Good luck with the new mower! It's always nice to be able to start it and go. I replaced a really good second hand 21" mower, because I got tired of replacing all sorts of parts and having to band aid it, just to mow the lawn. I saved it for a future restoration project.

If you have any bumps or unevenness in the lawn, the larger wheels will help reduce wheel hop and provide a smoother ride.


----------



## Green

@Chris LI, yes, there are definitely bumps and uneven ground!
-------------------------------------------------------
Today, watered the sprinkler work areas.

Then, mixed up my seed and started reseeding the Roundup patches in the front, starting from near the driveway and front walk. Also did the two small spots on the side front near the driveway.

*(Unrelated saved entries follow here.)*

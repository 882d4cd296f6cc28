//! # Hyperboloid model operations
//!
//! The hyperboloid (Lorentz) model represents hyperbolic space as the upper
//! sheet of the two-sheeted hyperboloid `−x0² + Σ xi² = −1` embedded in
//! Minkowski space. Two lifts produce hyperboloid points:
//!
//! | Lift | Formula | Domain |
//! |---|---|---|
//! | [`ball_to_hyperboloid`] | `x0 = 2/(1−‖x‖²) − 1`, tail scaled by `x0+1` | ‖x‖ < 1 |
//! | [`tangent_to_hyperboloid`] | `x0 = √(1 + ‖x‖²)`, tail unchanged | all of ℝⁿ |
//!
//! The ball lift converts Poincaré-ball embedding output; the tangent lift is
//! the total map the metric learners use, since a learned transform can push
//! base points outside the unit ball.
//!
//! ## Distance
//!
//! ```text
//! d(u, v) = arccosh(−⟨u, v⟩_L)     ⟨u, v⟩_L = −u0·v0 + Σ_{i≥1} ui·vi
//! ```
//!
//! For two points on the upper sheet, `−⟨u,v⟩_L ≥ 1` holds exactly; values
//! slightly below 1 are floating-point drift and are clamped, values clearly
//! below signal an off-manifold pair and are rejected.

use crate::error::ManifoldError;
use crate::linalg::dot;

/// Tolerance below which an acosh argument under 1.0 is treated as drift
/// rather than a domain violation.
pub const ACOSH_DRIFT_TOL: f64 = 1e-9;

// ─────────────────────────────────────────────
// Lifts
// ─────────────────────────────────────────────

/// Lift a Poincaré-ball point onto the hyperboloid.
///
/// ```text
/// x0 = 2/(1 − ‖x‖²) − 1,   xi → (x0 + 1)·xi
/// ```
///
/// The result satisfies `⟨x, x⟩_L = −1`.
///
/// # Errors
///
/// Returns [`ManifoldError::OutsideBall`] if `‖x‖² ≥ 1`.
pub fn ball_to_hyperboloid(x: &[f64]) -> Result<Vec<f64>, ManifoldError> {
    let norm_sq = dot(x, x);
    if norm_sq >= 1.0 {
        return Err(ManifoldError::OutsideBall { norm_sq });
    }
    let x0 = 2.0 / (1.0 - norm_sq) - 1.0;
    let mut out = Vec::with_capacity(x.len() + 1);
    out.push(x0);
    out.extend(x.iter().map(|&xi| (x0 + 1.0) * xi));
    Ok(out)
}

/// Lift a base-space point onto the hyperboloid via the tangent map.
///
/// ```text
/// x0 = √(1 + ‖x‖²),   tail unchanged
/// ```
///
/// Total: valid for every input, which is what the loss engine needs when a
/// candidate transform sends points outside the unit ball.
pub fn tangent_to_hyperboloid(x: &[f64]) -> Vec<f64> {
    let x0 = (1.0 + dot(x, x)).sqrt();
    let mut out = Vec::with_capacity(x.len() + 1);
    out.push(x0);
    out.extend_from_slice(x);
    out
}

// ─────────────────────────────────────────────
// Lorentzian form and distance
// ─────────────────────────────────────────────

/// Lorentzian (Minkowski) inner product `−u0·v0 + Σ_{i≥1} ui·vi`.
#[inline]
pub fn lorentz_inner(u: &[f64], v: &[f64]) -> f64 {
    debug_assert_eq!(u.len(), v.len(), "dimension mismatch in lorentz_inner");
    -u[0] * v[0] + dot(&u[1..], &v[1..])
}

/// Geodesic distance between two hyperboloid points.
///
/// ```text
/// d(u, v) = arccosh(−⟨u, v⟩_L)
/// ```
///
/// # Errors
///
/// Returns [`ManifoldError::NumericDomain`] if `−⟨u,v⟩_L` is below
/// `1 − ACOSH_DRIFT_TOL`, meaning the pair is not on the same sheet of the
/// hyperboloid.
pub fn hyperboloid_distance(u: &[f64], v: &[f64]) -> Result<f64, ManifoldError> {
    let arg = -lorentz_inner(u, v);
    if arg < 1.0 - ACOSH_DRIFT_TOL {
        return Err(ManifoldError::NumericDomain {
            op: "hyperboloid_distance",
            value: arg,
        });
    }
    Ok(arg.max(1.0).acosh())
}

/// Check the hyperboloid constraint `⟨x, x⟩_L = −1` to tolerance.
pub fn is_on_hyperboloid(x: &[f64], tol: f64) -> bool {
    (lorentz_inner(x, x) + 1.0).abs() < tol
}

/// Diagonal of the Minkowski metric tensor `G = diag(−1, 1, …, 1)`.
pub fn minkowski_diag(dim: usize) -> Vec<f64> {
    let mut g = vec![1.0; dim];
    if !g.is_empty() {
        g[0] = -1.0;
    }
    g
}

// ─────────────────────────────────────────────
// Tests
// ─────────────────────────────────────────────

#[cfg(test)]
mod tests {
    use super::*;
    use crate::linalg::l2_norm;

    const TOL: f64 = 1e-10;

    #[test]
    fn ball_lift_of_origin_is_apex() {
        let lifted = ball_to_hyperboloid(&[0.0, 0.0]).unwrap();
        assert_eq!(lifted, vec![1.0, 0.0, 0.0]);
    }

    #[test]
    fn tangent_lift_of_origin_is_apex() {
        let lifted = tangent_to_hyperboloid(&[0.0, 0.0]);
        assert_eq!(lifted, vec![1.0, 0.0, 0.0]);
    }

    #[test]
    fn ball_lift_satisfies_constraint() {
        for x in [vec![0.1, 0.2], vec![0.5, -0.3], vec![0.0, 0.9], vec![-0.7, 0.1]] {
            let lifted = ball_to_hyperboloid(&x).unwrap();
            assert!(
                is_on_hyperboloid(&lifted, 1e-9),
                "constraint violated for {x:?}: ip = {}",
                lorentz_inner(&lifted, &lifted)
            );
        }
    }

    #[test]
    fn tangent_lift_satisfies_constraint_everywhere() {
        for x in [vec![0.1, 0.2], vec![3.0, -4.0], vec![100.0, 50.0, 25.0]] {
            let lifted = tangent_to_hyperboloid(&x);
            assert!(is_on_hyperboloid(&lifted, 1e-6), "constraint violated for {x:?}");
        }
    }

    #[test]
    fn ball_lift_rejects_boundary_and_outside() {
        assert!(ball_to_hyperboloid(&[1.0, 0.0]).is_err());
        assert!(ball_to_hyperboloid(&[0.8, 0.8]).is_err());
    }

    #[test]
    fn distance_to_self_is_zero() {
        let p = ball_to_hyperboloid(&[0.3, -0.2]).unwrap();
        let d = hyperboloid_distance(&p, &p).unwrap();
        assert!(d.abs() < TOL, "self distance = {d}");
    }

    #[test]
    fn distance_is_symmetric() {
        let u = ball_to_hyperboloid(&[0.1, 0.2]).unwrap();
        let v = ball_to_hyperboloid(&[0.3, -0.1]).unwrap();
        let d_uv = hyperboloid_distance(&u, &v).unwrap();
        let d_vu = hyperboloid_distance(&v, &u).unwrap();
        assert!((d_uv - d_vu).abs() < TOL);
    }

    #[test]
    fn triangle_inequality_on_sampled_triples() {
        use rand::{Rng, SeedableRng};
        let mut rng = rand::rngs::StdRng::seed_from_u64(7);
        for _ in 0..200 {
            let sample = |rng: &mut rand::rngs::StdRng| {
                let v: Vec<f64> = (0..3).map(|_| rng.gen_range(-0.5..0.5)).collect();
                ball_to_hyperboloid(&v).unwrap()
            };
            let a = sample(&mut rng);
            let b = sample(&mut rng);
            let c = sample(&mut rng);
            let d_ac = hyperboloid_distance(&a, &c).unwrap();
            let d_ab = hyperboloid_distance(&a, &b).unwrap();
            let d_bc = hyperboloid_distance(&b, &c).unwrap();
            assert!(
                d_ac <= d_ab + d_bc + 1e-9,
                "triangle inequality violated: {d_ac} > {d_ab} + {d_bc}"
            );
        }
    }

    #[test]
    fn ball_and_tangent_lifts_agree_on_direction() {
        // Both lifts put the tail parallel to the input.
        let x = vec![0.3, 0.4];
        let ball = ball_to_hyperboloid(&x).unwrap();
        let tangent = tangent_to_hyperboloid(&x);
        let ratio_ball = ball[1] / ball[2];
        let ratio_tan = tangent[1] / tangent[2];
        assert!((ratio_ball - ratio_tan).abs() < TOL);
        assert!((ratio_ball - 0.75).abs() < TOL);
    }

    #[test]
    fn distance_rejects_off_manifold_pair() {
        // Two points with −⟨u,v⟩_L clearly below 1.
        let u = vec![0.0, 1.0, 0.0];
        let v = vec![0.0, 0.0, 1.0];
        assert!(hyperboloid_distance(&u, &v).is_err());
    }

    #[test]
    fn minkowski_diag_signature() {
        assert_eq!(minkowski_diag(3), vec![-1.0, 1.0, 1.0]);
    }

    #[test]
    fn deep_ball_points_have_large_distance() {
        // Near the ball boundary the hyperboloid distance blows up.
        let shallow = ball_to_hyperboloid(&[0.1, 0.0]).unwrap();
        let deep = ball_to_hyperboloid(&[0.999, 0.0]).unwrap();
        let origin = ball_to_hyperboloid(&[0.0, 0.0]).unwrap();
        let d_shallow = hyperboloid_distance(&origin, &shallow).unwrap();
        let d_deep = hyperboloid_distance(&origin, &deep).unwrap();
        assert!(d_deep > d_shallow * 10.0, "{d_deep} vs {d_shallow}");
        assert!(d_deep.is_finite());
        let _ = l2_norm(&deep);
    }
}
//! End-to-end runs of the learning loops on small synthetic datasets.

use lobachevsky_learn::kmeans;
use lobachevsky_learn::loss::{
    lmnn_loss, mmc_loss, ratio_grad, ratio_loss, Metric, NegativeSample,
};
use lobachevsky_learn::pairs::PairSets;
use lobachevsky_manifold::hyperboloid::tangent_to_hyperboloid;
use lobachevsky_manifold::linalg::identity;
use lobachevsky_manifold::Manifold;
use lobachevsky_optim::{bfgs, powell};
use rand::SeedableRng;

/// Two tight clusters of opposite labels in the plane.
fn two_blob_dataset() -> (Vec<Vec<f64>>, Vec<usize>) {
    let points = vec![
        vec![0.0, 0.0],
        vec![0.2, 0.1],
        vec![0.1, 0.2],
        vec![3.0, 3.0],
        vec![3.2, 3.1],
        vec![3.1, 2.9],
    ];
    let labels = vec![0, 0, 0, 1, 1, 1];
    (points, labels)
}

#[test]
fn powell_lowers_the_mmc_loss_from_identity() {
    let (points, labels) = two_blob_dataset();
    let pairs = PairSets::build(&labels);
    let metric = Metric::Lifted(Manifold::Euclidean);
    let q0 = identity(2);
    let initial = mmc_loss(&q0, 0.5, metric, &points, &labels, &pairs).unwrap();

    let objective = |q: &[f64]| {
        mmc_loss(q, 0.5, metric, &points, &labels, &pairs).unwrap_or(f64::INFINITY)
    };
    let opts = powell::PowellOptions { max_iter: 40, ..Default::default() };
    let r = powell::minimize(objective, &q0, &opts);
    assert!(r.fx < initial, "optimizer made no progress: {} >= {initial}", r.fx);
}

#[test]
fn powell_lowers_the_lmnn_loss_on_the_hyperboloid() {
    let (points, labels) = two_blob_dataset();
    let metric = Metric::Lifted(Manifold::Hyperboloid);
    let q0 = identity(2);
    let initial = lmnn_loss(&q0, 2.5, 0.5, metric, &points, &labels).unwrap();

    let objective = |q: &[f64]| {
        lmnn_loss(q, 2.5, 0.5, metric, &points, &labels).unwrap_or(f64::INFINITY)
    };
    let opts = powell::PowellOptions { max_iter: 40, ..Default::default() };
    let r = powell::minimize(objective, &q0, &opts);
    assert!(r.fx <= initial, "loss rose: {} > {initial}", r.fx);
    assert!(r.fx.is_finite());
}

#[test]
fn powell_lowers_the_mmc_loss_under_the_path_integral_metric() {
    let (points, labels) = two_blob_dataset();
    let pairs = PairSets::build(&labels);
    let metric = Metric::Riemannian { steps: 16 };
    let q0 = identity(2);
    let initial = mmc_loss(&q0, 0.5, metric, &points, &labels, &pairs).unwrap();

    let objective = |q: &[f64]| {
        mmc_loss(q, 0.5, metric, &points, &labels, &pairs).unwrap_or(f64::INFINITY)
    };
    let opts = powell::PowellOptions { max_iter: 20, ..Default::default() };
    let r = powell::minimize(objective, &q0, &opts);
    assert!(r.fx < initial, "optimizer made no progress: {} >= {initial}", r.fx);
    assert!(r.fx.is_finite());
}

#[test]
fn bfgs_with_the_analytic_gradient_lowers_the_ratio_loss() {
    let (base, labels) = two_blob_dataset();
    let points: Vec<Vec<f64>> = base.iter().map(|p| tangent_to_hyperboloid(p)).collect();
    let pairs = PairSets::build(&labels);
    let mut rng = rand::rngs::StdRng::seed_from_u64(9);
    let sample = NegativeSample::draw(&pairs, &labels, 3, &mut rng);

    let q0 = identity(3);
    let initial = ratio_loss(&q0, &points, &pairs, &sample).unwrap();

    let f = |q: &[f64]| ratio_loss(q, &points, &pairs, &sample).unwrap_or(f64::INFINITY);
    let grad = |q: &[f64]| {
        ratio_grad(q, &points, &pairs, &sample).unwrap_or_else(|_| vec![0.0; q.len()])
    };
    let opts = bfgs::BfgsOptions { max_iter: 60, ..Default::default() };
    let r = bfgs::minimize(f, grad, &q0, &opts);
    assert!(r.fx <= initial, "loss rose: {} > {initial}", r.fx);
    assert!(r.fx.is_finite());
}

#[test]
fn clustering_lifted_points_recovers_the_blobs() {
    let (base, _) = two_blob_dataset();
    let lifted: Vec<Vec<f64>> = base
        .iter()
        .map(|p| Manifold::Hyperboloid.lift(p))
        .collect();
    let mut dist = |a: &[f64], b: &[f64]| {
        Manifold::Hyperboloid.distance(a, b).unwrap_or(f64::INFINITY)
    };
    let mut rng = rand::rngs::StdRng::seed_from_u64(4);
    let a = kmeans::cluster(&lifted, 2, &mut rng, &mut dist).unwrap();
    assert_eq!(a[0], a[1]);
    assert_eq!(a[1], a[2]);
    assert_eq!(a[3], a[4]);
    assert_eq!(a[4], a[5]);
    assert_ne!(a[0], a[3]);
}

Before seeding, I raked the dead grass and clipped it down to about 2 inches using the hand shears, and then put down the seed, lightly raked, and stepped on it. The dead grass will act as straw to keep moisture in. I'm not even bothering with peat moss at this point...no need for it. It might be too much covering, actually. Believe it or not, some of the dead grass still had a hint of green.

Then, watered it. I'll have to water by hand 2-3x per day for a few weeks.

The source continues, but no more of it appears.